What about our co-workers, our peers, the obvious group? The second group I would call the
special group. These are the ones for whom we are burdened. Brother Andy is burdened for
young people. He is going after them with the gospel. He is a missionary. Janet West is
burdened for the children of Mexico City. She is there now. She is responding to that
burden. There are the obvious and the special.
Not everyone is called to leave home but all are called to pray and to encourage and to
support. We need to know our marching orders. Ours are the same as those of Jesus. As the
Father sent Him to make disciples, He sends us. It is very clear in verse 18. 6. We need to know our Lord (17:19) I am not being trite and I am not
throwing out a cliché. We need to understand who He is and what He has done and grow in
our knowledge of Him. Verse 19 is a loaded verse. Jesus is praying to the Father: "For
their sakes I sanctify Myself, that they themselves also may be sanctified in truth. Father, in their behalf. Not in
my own, but in their behalf, that of My people, My disciples, I Myself set Myself apart.
Jesus says I am putting Myself in a special, unique place, station, in behalf of these
people in order that they might come to be in a settled position in truth. He is so concerned about you and me
and that we know His joy and that we share His footing, that we be with Him where He is. Set apart -- that is the operational
word here. Some translations say consecrate. That sounds rather sanctified.
Thats another word. How about specially designate and remove. Pick up
and place aside. He says I have done this for Myself. I have set Myself apart for this.
We like the idea. We sanctify things. Roughly three and a half years ago we
took a symbolic shovel, a bunch of us gathered around and we turned dirt on a sanctified
2-½ acre parcel north of here.
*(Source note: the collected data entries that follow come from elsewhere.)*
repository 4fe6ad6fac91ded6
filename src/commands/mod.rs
//! CLI subcommands

pub mod clean;
pub mod generate;
pub mod init;
pub mod list;
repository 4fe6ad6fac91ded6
//! HTML helper functions

/// Escape HTML special characters
pub fn html_escape(s: &str) -> String {
    s.replace('&', "&amp;")
        .replace('<', "&lt;")
        .replace('>', "&gt;")
        .replace('"', "&quot;")
        .replace('\'', "&#39;")
}
//! Reading time estimation

use super::post::ContentBlock;
use super::richtext;

/// Average reading speed used for estimates
pub const WORDS_PER_MINUTE: usize = 200;

/// Count whitespace-separated words
pub fn count_words(text: &str) -> usize {
    text.split_whitespace().count()
}

/// Words in every heading plus the plain-text form of every body
pub fn total_words(blocks: &[ContentBlock]) -> usize {
    blocks
        .iter()
        .map(|block| count_words(&block.heading) + count_words(&richtext::as_text(&block.body)))
        .sum()
}

/// Estimated reading time in whole minutes, rounded up
///
/// An empty post reads in zero minutes.
pub fn reading_time(blocks: &[ContentBlock]) -> usize {
    total_words(blocks).div_ceil(WORDS_PER_MINUTE)
}
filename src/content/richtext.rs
//! Prismic structured text
//!
//! Rich text arrives from the CMS as an array of blocks, each carrying its
//! plain text plus a list of character-offset spans (`strong`, `em`,
//! `hyperlink`, `label`). This module turns that representation into HTML or
//! plain text.

use serde::{Deserialize, Serialize};

use crate::helpers::html_escape;

/// A whole rich-text field
pub type RichText = Vec<RichTextBlock>;

/// One block of a rich-text field
#[derive(Debug, Clone, PartialEq, Serialize, Deserialize)]
pub struct RichTextBlock {
    #[serde(rename = "type")]
    pub kind: BlockKind,

    #[serde(default)]
    pub text: String,

    #[serde(default)]
    pub spans: Vec<Span>,

    /// Image blocks only
    #[serde(default, skip_serializing_if = "Option::is_none")]
    pub url: Option<String>,

    /// Image blocks only
    #[serde(default, skip_serializing_if = "Option::is_none")]
    pub alt: Option<String>,

    /// Embed blocks only
    #[serde(default, skip_serializing_if = "Option::is_none")]
    pub oembed: Option<Embed>,
}

impl RichTextBlock {
    /// A block of the given kind with no spans
    pub fn new(kind: BlockKind, text: impl Into<String>) -> Self {
        Self {
            kind,
            text: text.into(),
            spans: Vec::new(),
            url: None,
            alt: None,
            oembed: None,
        }
    }

    /// Shorthand for a plain paragraph
    pub fn paragraph(text: impl Into<String>) -> Self {
        Self::new(BlockKind::Paragraph, text)
    }

    pub fn with_span(mut self, span: Span) -> Self {
        self.spans.push(span);
        self
    }
}

#[derive(Debug, Clone, Copy, PartialEq, Eq, Serialize, Deserialize)]
#[serde(rename_all = "kebab-case")]
pub enum BlockKind {
    Heading1,
    Heading2,
    Heading3,
    Heading4,
    Heading5,
    Heading6,
    Paragraph,
    Preformatted,
    ListItem,
    OListItem,
    Image,
    Embed,
    #[serde(other)]
    Unknown,
}

impl BlockKind {
    fn heading_level(self) -> Option<u8> {
        match self {
            BlockKind::Heading1 => Some(1),
            BlockKind::Heading2 => Some(2),
            BlockKind::Heading3 => Some(3),
            BlockKind::Heading4 => Some(4),
            BlockKind::Heading5 => Some(5),
            BlockKind::Heading6 => Some(6),
            _ => None,
        }
    }
}

/// Inline formatting over `[start, end)` character offsets of a block's text
#[derive(Debug, Clone, PartialEq, Serialize, Deserialize)]
pub struct Span {
    pub start: usize,
    pub end: usize,

    /// `strong`, `em`, `hyperlink` or `label`
    #[serde(rename = "type")]
    pub kind: String,

    #[serde(default)]
    pub data: SpanData,
}

impl Span {
    pub fn new(kind: &str, start: usize, end: usize) -> Self {
        Self {
            start,
            end,
            kind: kind.to_string(),
            data: SpanData::default(),
        }
    }

    pub fn hyperlink(start: usize, end: usize, url: &str) -> Self {
        let mut span = Self::new("hyperlink", start, end);
        span.data.url = Some(url.to_string());
        span
    }

    fn open_tag(&self) -> Option<String> {
        match self.kind.as_str() {
            "strong" => Some("<strong>".to_string()),
            "em" => Some("<em>".to_string()),
            "hyperlink" => {
                let href = html_escape(self.data.url.as_deref().unwrap_or("#"));
                Some(match self.data.target.as_deref() {
                    Some(target) => format!(
                        r#"<a href="{}" target="{}" rel="noopener">"#,
                        href,
                        html_escape(target)
                    ),
                    None => format!(r#"<a href="{}">"#, href),
                })
            }
            "label" => Some(format!(
                r#"<span class="{}">"#,
                html_escape(self.data.label.as_deref().unwrap_or_default())
            )),
            _ => None,
        }
    }

    fn close_tag(&self) -> &'static str {
        match self.kind.as_str() {
            "strong" => "</strong>",
            "em" => "</em>",
            "hyperlink" => "</a>",
            _ => "</span>",
        }
    }
}

/// Payload of `hyperlink` and `label` spans
#[derive(Debug, Clone, Default, PartialEq, Serialize, Deserialize)]
pub struct SpanData {
    #[serde(default, skip_serializing_if = "Option::is_none")]
    pub url: Option<String>,
    #[serde(default, skip_serializing_if = "Option::is_none")]
    pub target: Option<String>,
    #[serde(default, skip_serializing_if = "Option::is_none")]
    pub label: Option<String>,
}

/// oEmbed payload of an embed block
#[derive(Debug, Clone, Default, PartialEq, Serialize, Deserialize)]
pub struct Embed {
    #[serde(default)]
    pub html: Option<String>,
    #[serde(default)]
    pub embed_url: Option<String>,
}

/// Render rich text to plain text, joining blocks with a single space
pub fn as_text(blocks: &[RichTextBlock]) -> String {
    blocks
        .iter()
        .filter(|b| !matches!(b.kind, BlockKind::Image | BlockKind::Embed))
        .map(|b| b.text.as_str())
        .collect::<Vec<_>>()
        .join(" ")
}

/// Render rich text to HTML
///
/// Text is escaped; embed HTML comes from the CMS and is trusted as-is.
/// Consecutive list items are grouped into a single `<ul>` / `<ol>`.
pub fn as_html(blocks: &[RichTextBlock]) -> String {
    let mut html = String::new();
    let mut open_list: Option<BlockKind> = None;

    for block in blocks {
        let list = match block.kind {
            BlockKind::ListItem | BlockKind::OListItem => Some(block.kind),
            _ => None,
        };

        if open_list != list {
            if let Some(kind) = open_list {
                html.push_str(list_close(kind));
            }
            if let Some(kind) = list {
                html.push_str(list_open(kind));
            }
            open_list = list;
        }

        html.push_str(&block_html(block));
    }

    if let Some(kind) = open_list {
        html.push_str(list_close(kind));
    }

    html
}

fn list_open(kind: BlockKind) -> &'static str {
    if kind == BlockKind::OListItem {
        "<ol>"
    } else {
        "<ul>"
    }
}

fn list_close(kind: BlockKind) -> &'static str {
    if kind == BlockKind::OListItem {
        "</ol>"
    } else {
        "</ul>"
    }
}

fn block_html(block: &RichTextBlock) -> String {
    if let Some(level) = block.kind.heading_level() {
        return format!("<h{level}>{}</h{level}>", spans_html(block));
    }

    match block.kind {
        BlockKind::Paragraph => format!("<p>{}</p>", spans_html(block)),
        BlockKind::Preformatted => format!("<pre>{}</pre>", spans_html(block)),
        BlockKind::ListItem | BlockKind::OListItem => format!("<li>{}</li>", spans_html(block)),
        BlockKind::Image => match block.url.as_deref() {
            Some(url) => format!(
                r#"<p class="block-img"><img src="{}" alt="{}" /></p>"#,
                html_escape(url),
                html_escape(block.alt.as_deref().unwrap_or_default())
            ),
            None => String::new(),
        },
        BlockKind::Embed => match block.oembed.as_ref().and_then(|e| e.html.as_deref()) {
            Some(embed) => format!(
                r#"<div data-oembed="{}">{}</div>"#,
                html_escape(
                    block
                        .oembed
                        .as_ref()
                        .and_then(|e| e.embed_url.as_deref())
                        .unwrap_or_default()
                ),
                embed
            ),
            None => String::new(),
        },
        _ => {
            tracing::debug!("Skipping unsupported rich text block");
            String::new()
        }
    }
}

/// Apply a block's spans to its text, producing well-nested markup
///
/// Overlapping spans are split: when a span closes while a span opened after
/// it is still running, the inner one is closed and reopened around it.
fn spans_html(block: &RichTextBlock) -> String {
    let chars: Vec<char> = block.text.chars().collect();
    let len = chars.len();

    let spans: Vec<&Span> = block
        .spans
        .iter()
        .filter(|s| s.start < s.end && s.start < len && s.open_tag().is_some())
        .collect();

    let mut bounds: Vec<usize> = vec![0, len];
    for span in &spans {
        bounds.push(span.start);
        bounds.push(span.end.min(len));
    }
    bounds.sort_unstable();
    bounds.dedup();

    let mut out = String::new();
    let mut stack: Vec<&Span> = Vec::new();

    for window in bounds.windows(2) {
        let (pos, next) = (window[0], window[1]);

        // close spans ending here, reopening anything nested inside them
        if let Some(first_done) = stack.iter().position(|s| s.end.min(len) <= pos) {
            let mut reopen = Vec::new();
            while stack.len() > first_done {
                if let Some(span) = stack.pop() {
                    out.push_str(span.close_tag());
                    if span.end.min(len) > pos {
                        reopen.push(span);
                    }
                }
            }
            for span in reopen.into_iter().rev() {
                push_open(&mut out, span);
                stack.push(span);
            }
        }

        // longest spans first so they wrap shorter ones starting at the same offset
        let mut starting: Vec<&Span> = spans.iter().copied().filter(|s| s.start == pos).collect();
        starting.sort_by(|a, b| b.end.cmp(&a.end));
        for span in starting {
            push_open(&mut out, span);
            stack.push(span);
        }

        let segment: String = chars[pos..next].iter().collect();
        out.push_str(&escape_text(&segment));
    }

    while let Some(span) = stack.pop() {
        out.push_str(span.close_tag());
    }

    out
}

fn push_open(out: &mut String, span: &Span) {
    if let Some(tag) = span.open_tag() {
        out.push_str(&tag);
    }
}

fn escape_text(text: &str) -> String {
    html_escape(text).replace('\n', "<br />")
}
#![allow(dead_code)]

use std::sync::atomic::{AtomicUsize, Ordering};

use async_trait::async_trait;
use serde_json::Value;

use spacetraveling::cms::{self, CmsError, ContentApi};
use spacetraveling::content::richtext::RichTextBlock;
use spacetraveling::content::{ContentBlock, PostDetail, PostPage, PostSummary};
use spacetraveling::helpers::parse_publication_date;

/// In-memory CMS paging through a fixed list of posts
pub struct MemoryCms {
    posts: Vec<PostDetail>,
    /// Resolvable by uid but not listed, like a post published after startup
    unlisted: Vec<PostDetail>,
    page_size: usize,
    broken_pages: Vec<usize>,
    broken_posts: Vec<String>,
    post_calls: AtomicUsize,
}

impl MemoryCms {
    pub fn with_posts(count: usize) -> Self {
        Self {
            posts: (1..=count).map(|n| post(&format!("post-{n}"), &format!("Post {n}"))).collect(),
            unlisted: Vec::new(),
            page_size: 4,
            broken_pages: Vec::new(),
            broken_posts: Vec::new(),
            post_calls: AtomicUsize::new(0),
        }
    }

    pub fn unlisted(mut self, post: PostDetail) -> Self {
        self.unlisted.push(post);
        self
    }

    /// Make fetching page `n` fail
    pub fn broken_page(mut self, n: usize) -> Self {
        self.broken_pages.push(n);
        self
    }

    /// Make fetching post `uid` fail
    pub fn broken_post(mut self, uid: &str) -> Self {
        self.broken_posts.push(uid.to_string());
        self
    }

    /// Number of `post` lookups so far
    pub fn post_calls(&self) -> usize {
        self.post_calls.load(Ordering::SeqCst)
    }

    fn page(&self, n: usize) -> cms::Result<PostPage<PostSummary>> {
        if self.broken_pages.contains(&n) {
            return Err(decode_error());
        }

        let start = (n - 1) * self.page_size;
        let end = (start + self.page_size).min(self.posts.len());
        let results = self.posts[start.min(end)..end]
            .iter()
            .map(summary)
            .collect();
        let next = (end < self.posts.len()).then(|| format!("memory://posts?page={}", n + 1));

        Ok(PostPage::new(results, next))
    }
}

#[async_trait]
impl ContentApi for MemoryCms {
    async fn first_page(&self) -> cms::Result<PostPage<PostSummary>> {
        self.page(1)
    }

    async fn next_page(&self, cursor: &str) -> cms::Result<PostPage<PostSummary>> {
        let n = cursor
            .strip_prefix("memory://posts?page=")
            .and_then(|n| n.parse().ok())
            .ok_or_else(|| CmsError::InvalidCursor(cursor.to_string()))?;
        self.page(n)
    }

    async fn post(&self, uid: &str) -> cms::Result<PostDetail> {
        self.post_calls.fetch_add(1, Ordering::SeqCst);
        if self.broken_posts.iter().any(|b| b == uid) {
            return Err(decode_error());
        }

        self.posts
            .iter()
            .chain(&self.unlisted)
            .find(|p| p.uid == uid)
            .cloned()
            .ok_or_else(|| CmsError::NotFound(uid.to_string()))
    }

    async fn post_uids(&self) -> cms::Result<Vec<String>> {
        Ok(self.posts.iter().map(|p| p.uid.clone()).collect())
    }
}

fn decode_error() -> CmsError {
    CmsError::Decode(serde_json::from_str::<Value>("{").unwrap_err())
}

pub fn post(uid: &str, title: &str) -> PostDetail {
    PostDetail {
        uid: uid.to_string(),
        first_publication_date: parse_publication_date("2021-03-15T19:25:28+0000"),
        title: title.to_string(),
        subtitle: format!("About {title}"),
        banner: Some("https://images.prismic.io/spacetraveling/banner.png".to_string()),
        author: "Danilo Vieira".to_string(),
        content: vec![ContentBlock::new(
            "Intro",
            vec![RichTextBlock::paragraph("word ".repeat(199))],
        )],
    }
}

pub fn summary(post: &PostDetail) -> PostSummary {
    PostSummary {
        uid: post.uid.clone(),
        first_publication_date: post.first_publication_date,
        title: post.title.clone(),
        subtitle: post.subtitle.clone(),
        author: post.author.clone(),
    }
}
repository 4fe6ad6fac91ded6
//! URL helper functions

use percent_encoding::{utf8_percent_encode, AsciiSet, CONTROLS};

use crate::config::SiteConfig;

/// Characters escaped inside a single path segment
const SEGMENT: &AsciiSet = &CONTROLS
    .add(b'&')
    .add(b'\'')
    .add(b' ')
    .add(b'"')
    .add(b'#')
    .add(b'%')
    .add(b'/')
    .add(b'<')
    .add(b'>')
    .add(b'?')
    .add(b'`')
    .add(b'{')
    .add(b'}');

/// Generate a URL with the root path
///
/// # Examples
/// ```ignore
/// url_for(&config, "/styles.css") // -> "/blog/styles.css"
/// ```
pub fn url_for(config: &SiteConfig, path: &str) -> String {
    let root = config.root.trim_end_matches('/');
    let path = path.trim_start_matches('/');

    if path.is_empty() {
        format!("{}/", root)
    } else {
        format!("{}/{}", root, path)
    }
}

/// Route of the detail page for a post identifier
///
/// # Examples
/// ```ignore
/// post_url(&config, "como-utilizar-hooks") // -> "/post/como-utilizar-hooks"
/// ```
pub fn post_url(config: &SiteConfig, uid: &str) -> String {
    url_for(config, &format!("post/{}", encode_segment(uid)))
}

/// Route of the listing showing the first `pages` pages
pub fn listing_url(config: &SiteConfig, pages: usize) -> String {
    if pages <= 1 {
        url_for(config, "/")
    } else {
        url_for(config, &format!("page/{}/", pages))
    }
}

/// Encode a single URL path segment
pub fn encode_segment(segment: &str) -> String {
    utf8_percent_encode(segment, SEGMENT).to_string()
}
//! Helper functions shared by views and templates

mod date;
mod html;
mod url;

pub use date::*;
pub use html::*;
pub use url::*;
//! Page views
//!
//! Each view owns the state it renders from and turns it into template data.
//! The header is a template partial shared by the detail, loading and error
//! pages.

pub mod detail;
pub mod listing;

use anyhow::Result;

use crate::config::SiteConfig;
use crate::templates::TemplateRenderer;

pub use detail::{render_loading, DetailView};
pub use listing::{ListingState, LoadMoreError};

/// Render the error page for an HTTP status
pub fn render_error(
    renderer: &TemplateRenderer,
    config: &SiteConfig,
    status: u16,
    message: &str,
) -> Result<String> {
    let mut context = renderer.base_context(config, &format!("{} | {}", status, config.title));
    context.insert("status", &status);
    context.insert("message", message);
    renderer.render("error.html", &context)
}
We prayed and said, God, this is Yours. We want this
to be sanctified to your use. We meant it and we mean it today. But our
sanctification efforts are going to fall short from time to time. There will be sins
connected with the people who frequent the place. This is a fallen world and we are human
folks. Our sanctification efforts are not always the greatest. During my time with the Rocky Mountain
Bible Mission I participated in the legal dissolution of two church properties in two
different counties in western Montana. You stand and look at these buildings and realize
that how some years ago a similar group of people stood there and turned dirt and said,
We are going to sanctify this building. In one case the preacher ran off with
the secretary and the other one ran off with the money and everything collapsed. We are
not very sanctified sometimes, are we? Today those buildings are private homes, not what
they were designated to be. We try to sanctify our business and
sometimes we do not make wise choices. We try to sanctify our marriage and we will fall
short from time to time in our child rearing or in our selves. We realize, if we are
honest, that we are tinged by sin and our sanctification efforts, when we launch them, are
likely to have a glitch or two along the way, perhaps even fall flat. I think it is wonderful though, when
Jesus does it. When He sanctifies it is a done thing. When He sanctifies, when He sets
Himself apart to get it done and to keep it special, it happens. He set Himself apart in
the incarnation. Think of this. We are coming into the Christmas season. I cannot help but
think in terms of incarnation, Baby Jesus lying in the manger. Baby Jesus was in utero for
9 months. He sanctified Himself to endure gestation and human birth and infancy and all.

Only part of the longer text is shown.